As a person who went to urban public elementary, middle, and high schools that were primarily African-American, I used to consider myself well read on the subject of slavery. I was taught very little about world history and anything remotely confrontational. My pre-college history education could probably be described as being very limited in all areas except 2: Slavery and the Civil Rights movement. When a teacher would introduce the subject of slavery I admittedly let out a big sigh, as I really wanted to learn something new.
When I arrived in the slavery section of the Docklands Museum, I quickly began to realize that like most of my early history education I was not taught the full story. I only ever learned about the enslavement of Africans in America and only very briefly covered how the Africans came to be enslaved. The triangle trade route was just a picture in my history book that confused my middle school self; I would stare at the picture wondering why the route went from Britain to Africa and then to the West Indies rather than to America. Also, if asked in my early years of high school to point out the West Indies on a map I probably would not have been able to.
The Docklands Museum focused on the how and the why of slavery in the West Indies (and the Americas) that I was never really exposed to in high school. I learned that the Portuguese were actually the first to start the slave trade, not the English like I was taught. In high school I was taught that England started the slave trade and that they were the only ones completely to blame for its beginning.

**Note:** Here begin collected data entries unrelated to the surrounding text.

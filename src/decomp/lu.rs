//! LU decomposition with partial pivoting

use super::TriangularDecomposition;
use crate::error::{Error, Result};
use crate::matrix::{DenseMatrix, MajorOrder};
use crate::permutation::Permutation;

/// LU decomposition of an m x n matrix: `PA = LU`.
///
/// L is lower triangular with an implicit unit diagonal, U is upper
/// triangular, and P is the row-exchange [`Permutation`] accumulated
/// during partial pivoting. Both factors are packed into a single m x n
/// buffer: the strictly lower entries hold L's multipliers, the diagonal
/// and upper entries hold U.
///
/// Factorization never fails: a singular matrix factors successfully, and
/// only `solve`, `inverse`, and `det` reject it afterward.
///
/// The pivot row is chosen by the largest absolute value in the
/// *partially eliminated* column. Selecting it from the original matrix
/// instead is a known-incorrect shortcut that can leave a zero pivot for
/// matrices this procedure handles fine.
pub struct LuDecomposition {
    lu: DenseMatrix,
    permutation: Permutation,
}

impl LuDecomposition {
    /// Decompose a copy of `a`, leaving the caller's matrix untouched.
    pub fn new(a: &DenseMatrix) -> Self {
        Self::from_buffer(a.clone())
    }

    /// Decompose `a` in place, taking ownership of its buffer.
    ///
    /// This avoids a copy when the caller no longer needs the original
    /// matrix.
    pub fn from_buffer(a: DenseMatrix) -> Self {
        let (lu, permutation) = factor(a);
        Self { lu, permutation }
    }

    /// Decompose a matrix given as nested row arrays with explicit
    /// dimensions.
    ///
    /// When not `strict`, rows may be longer than `n`; trailing entries
    /// are ignored.
    pub fn from_rows_with_dims(
        rows: &[Vec<f64>],
        m: usize,
        n: usize,
        strict: bool,
    ) -> Result<Self> {
        Ok(Self::from_buffer(DenseMatrix::from_rows_with_dims(
            rows, m, n, strict,
        )?))
    }

    /// Decompose a matrix given as a flat buffer in the stated major
    /// order.
    pub fn from_flat(flat: &[f64], order: MajorOrder, m: usize, n: usize) -> Result<Self> {
        Ok(Self::from_buffer(DenseMatrix::from_flat(flat, order, m, n)?))
    }
}

/// Column-oriented Gaussian elimination with partial pivoting.
///
/// For each column, every row's elimination value is first brought up to
/// date with a running inner product against the previously eliminated
/// columns (`min(i, j)` terms); the pivot is then selected from those
/// post-elimination values and the sub-diagonal entries are scaled by it.
fn factor(mut matrix: DenseMatrix) -> (DenseMatrix, Permutation) {
    let m = matrix.rows();
    let n = matrix.cols();
    let mut permutation = Permutation::identity(m);
    // Shadow pivot bookkeeping, cross-checked against the permutation
    // after every column. A divergence is a programming error, so this
    // stays a debug assertion.
    #[cfg(debug_assertions)]
    let mut pivot_shadow: Vec<usize> = (0..m).collect();

    let buf = matrix.as_mut_slice();
    let mut col_j = vec![0.0; m];

    for j in 0..n {
        for (i, col) in col_j.iter_mut().enumerate() {
            *col = buf[i * n + j];
        }
        for i in 0..m {
            let terms = i.min(j);
            let mut sum = 0.0;
            for k in 0..terms {
                sum += buf[i * n + k] * col_j[k];
            }
            col_j[i] -= sum;
            buf[i * n + j] = col_j[i];
        }

        // Pivot on the largest post-elimination value at or below the
        // diagonal.
        let mut piv = j;
        for i in (j + 1)..m {
            if col_j[i].abs() > col_j[piv].abs() {
                piv = i;
            }
        }
        if piv != j {
            for k in 0..n {
                buf.swap(piv * n + k, j * n + k);
            }
            permutation.swap(piv, j);
            #[cfg(debug_assertions)]
            pivot_shadow.swap(piv, j);
        }
        #[cfg(debug_assertions)]
        debug_assert_eq!(
            permutation.vector(),
            &pivot_shadow[..],
            "pivot bookkeeping diverged from the permutation"
        );

        if j < m && buf[j * n + j] != 0.0 {
            let pivot = buf[j * n + j];
            for i in (j + 1)..m {
                buf[i * n + j] /= pivot;
            }
        }
    }
    (matrix, permutation)
}

impl TriangularDecomposition for LuDecomposition {
    fn rows(&self) -> usize {
        self.lu.rows()
    }

    fn cols(&self) -> usize {
        self.lu.cols()
    }

    fn p(&self) -> Permutation {
        self.permutation.clone()
    }

    /// The m x n lower trapezoidal factor, with a unit diagonal.
    fn l(&self) -> DenseMatrix {
        let m = self.lu.rows();
        let n = self.lu.cols();
        let mut result = DenseMatrix::zeros_unchecked(m, n);
        for i in 0..m {
            for j in 0..i.min(n) {
                result.set(i, j, self.lu.get(i, j));
            }
            if i < n {
                result.set(i, i, 1.0);
            }
        }
        result
    }

    /// The n x n upper triangular factor.
    fn u(&self) -> DenseMatrix {
        let m = self.lu.rows();
        let n = self.lu.cols();
        let mut result = DenseMatrix::zeros_unchecked(n, n);
        for i in 0..m.min(n) {
            for j in i..n {
                result.set(i, j, self.lu.get(i, j));
            }
        }
        result
    }

    fn det(&self) -> Result<f64> {
        let n = super::validate_square(&self.lu)?;
        // P's determinant is +/-1, flipped once per row exchange.
        let mut result = self.permutation.det();
        for j in 0..n {
            result *= self.lu.get(j, j);
        }
        Ok(result)
    }

    fn is_nonsingular(&self) -> bool {
        let m = self.lu.rows();
        let n = self.lu.cols();
        if m != n {
            return false;
        }
        (0..n).all(|j| self.lu.get(j, j) != 0.0)
    }

    fn solve_into(&self, x: &mut [f64], b: &[f64]) -> Result<()> {
        let n = self.lu.cols();
        if b.len() != n || x.len() != n {
            return Err(Error::WrongVectorLength {
                expected: n,
                got: b.len().min(x.len()),
            });
        }
        if !self.is_nonsingular() {
            return Err(Error::Singular);
        }
        self.permutation.apply_into(b, x)?;
        // Forward substitution; L's diagonal is an implicit 1.
        for k in 0..n {
            for i in (k + 1)..n {
                x[i] -= x[k] * self.lu.get(i, k);
            }
        }
        // Backward substitution.
        for k in (0..n).rev() {
            x[k] /= self.lu.get(k, k);
            for i in 0..k {
                x[i] -= x[k] * self.lu.get(i, k);
            }
        }
        Ok(())
    }

    fn solve_matrix(&self, b: &DenseMatrix) -> Result<DenseMatrix> {
        let n = self.lu.cols();
        if b.rows() != n {
            return Err(Error::DimensionMismatch {
                lhs_rows: n,
                lhs_cols: n,
                rhs_rows: b.rows(),
                rhs_cols: b.cols(),
            });
        }
        if !self.is_nonsingular() {
            return Err(Error::Singular);
        }
        let nb = b.cols();
        let mut x = self.permutation.apply_rows(b)?;
        let buf = x.as_mut_slice();
        for k in 0..n {
            for i in (k + 1)..n {
                let multiplier = self.lu.get(i, k);
                for j in 0..nb {
                    buf[i * nb + j] -= buf[k * nb + j] * multiplier;
                }
            }
        }
        for k in (0..n).rev() {
            let pivot = self.lu.get(k, k);
            for j in 0..nb {
                buf[k * nb + j] /= pivot;
            }
            for i in 0..k {
                let multiplier = self.lu.get(i, k);
                for j in 0..nb {
                    buf[i * nb + j] -= buf[k * nb + j] * multiplier;
                }
            }
        }
        Ok(x)
    }
}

I also learned a lot more about what slavery looked like in the West Indies, as opposed to in America. I learned that even after African-Caribbean slaves were given their “freedom”, indentured servitude was used in a way that greatly resembled slavery and that they really were not free at all. I was also able to read profiles of slaves, slave owners, and slave dealers in England and in the West Indies. These profiles enabled me to see the human side of slavery. This, rather than the dates and statistics, made the history of slavery more real for me and gave it a very personal dimension that I found very touching.
The longer I am in England the more I learn, and the more I realize that I have A LOT to learn. The Docklands Museum helped me to see a different side/perspective of a history that I thought I knew a lot about.